Monday, May 19, 2014

Magnesium deficiency? Try these 5 foods

magnesium 

Magnesium is a very important mineral that has been found to be radically deficient in people's diets, and therefore, their bodies. Since magnesium is implicated in a number of important bodily functions like proper muscle function and triggering hundreds of enzymatic actions, it's very important to understand common food sources of this 'miracle mineral'.

Pumpkin seeds
Pumpkin seeds should be enjoyed more often not only due to their great magnesium content, but for all their other nutrients and benefits as well.

Pumpkin seeds contain about 535mg of magnesium per 100g serving, which is 134 percent of the daily-recommended intake. Adding a full spectrum sea salt to your pumpkin seeds will increase the magnesium content even further.

Pumpkin seeds are also exceptional sources of manganese, phosphorus, iron, copper, zinc, and potassium. Not only that, they also contain nice amounts of vitamin K and B-vitamins.
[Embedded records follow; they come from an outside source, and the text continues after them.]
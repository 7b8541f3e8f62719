//! Raw transaction submission.

use crate::{kind, retrier::RetrierArgs, WorkerContainer};
use anyhow::{anyhow, Result};
use async_trait::async_trait;
use custodia_chain::{classify_dispatch_error, decode_raw_tx};
use custodia_primitives::DispatchStatus;
use custodia_queue::{InsertOpts, Job, JobHandler, JobOutcome};
use serde::{Deserialize, Serialize};
use std::sync::Arc;
use tracing::{debug, warn};
use uuid::Uuid;

/// Payload of a [kind::DISPATCH] job.
#[derive(Debug, Clone, Serialize, Deserialize)]
#[serde(rename_all = "camelCase")]
pub struct DispatchArgs {
    /// Intent correlation token.
    pub tracking_id: Uuid,
    /// Ledger id of the origin transaction being submitted.
    pub otx_id: u64,
    /// EIP-2718 encoded signed transaction, `0x`-prefixed hex.
    pub raw_tx: String,
}

/// Submits a staged raw transaction to the RPC node and records the outcome.
///
/// A node acceptance moves the origin transaction to `IN_NETWORK`. A
/// structured node error is classified into a chain-error status, a retrier
/// is enqueued, and the job is cancelled because the classification already
/// decided the follow-up. A transport failure records `NETWORK_ERROR` and
/// returns a retryable error so the queue re-attempts with backoff.
#[derive(Debug)]
pub struct DispatchWorker {
    wc: Arc<WorkerContainer>,
}

impl DispatchWorker {
    /// Creates the handler.
    pub const fn new(wc: Arc<WorkerContainer>) -> Self {
        Self { wc }
    }

    async fn record_status(
        &self,
        args: &DispatchArgs,
        status: DispatchStatus,
    ) -> Result<()> {
        let mut tx = self.wc.store.begin().await?;
        self.wc.store.update_dispatch(&mut tx, args.otx_id, status).await?;
        self.wc.emit(args.tracking_id, status).await;
        tx.commit().await?;
        Ok(())
    }
}

#[async_trait]
impl JobHandler for DispatchWorker {
    fn kind(&self) -> &'static str {
        kind::DISPATCH
    }

    async fn run(&self, job: Job) -> Result<JobOutcome> {
        let args: DispatchArgs = job.decode_args()?;

        // Refuse to hand the node something the ledger cannot account for.
        decode_raw_tx(&args.raw_tx)?;

        match self.wc.chain.send_raw_transaction(&args.raw_tx).await {
            Ok(tx_hash) => {
                debug!(target: "worker", %tx_hash, otx_id = args.otx_id, "transaction in network");
                self.record_status(&args, DispatchStatus::InNetwork).await?;
                Ok(JobOutcome::Complete)
            }
            Err(err) => {
                let status = classify_dispatch_error(&err);
                if status == DispatchStatus::NetworkError {
                    self.record_status(&args, status).await?;
                    return Err(anyhow!(err).context("rpc endpoint unreachable"));
                }

                warn!(
                    target: "worker",
                    otx_id = args.otx_id,
                    %status,
                    "chain rejected transaction: {err}"
                );
                let mut tx = self.wc.store.begin().await?;
                self.wc.store.update_dispatch(&mut tx, args.otx_id, status).await?;
                self.wc.emit(args.tracking_id, status).await;
                self.wc
                    .queue
                    .insert_tx(
                        &mut tx,
                        kind::RETRIER,
                        &RetrierArgs { tracking_id: args.tracking_id },
                        InsertOpts::default().max_attempts(1),
                    )
                    .await?;
                tx.commit().await?;

                // Classification already decided the follow-up; the queue
                // must not replay this job.
                Ok(JobOutcome::Cancel(format!("chain error classified as {status}")))
            }
        }
    }
}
Use pumpkin seeds to promote sleep, and to prevent osteoporosis, kidney stones, and prostate issues.

Cacao
Cacao, which is derived from the cacao bean, is a food adored by many once it is transformed into what is commonly know as chocolate. The bonus with this superfood is that it backs up that decadent taste with incredible amounts of magnesium and other minerals.

Cacao contains about 499mg of magnesium per 100g serving, which is 125 percent of the daily-recommended intake. Keep in mind that these values are from its raw and powdered form, and that most chocolate products on the market will not have the same values due to the fact they are commonly denatured.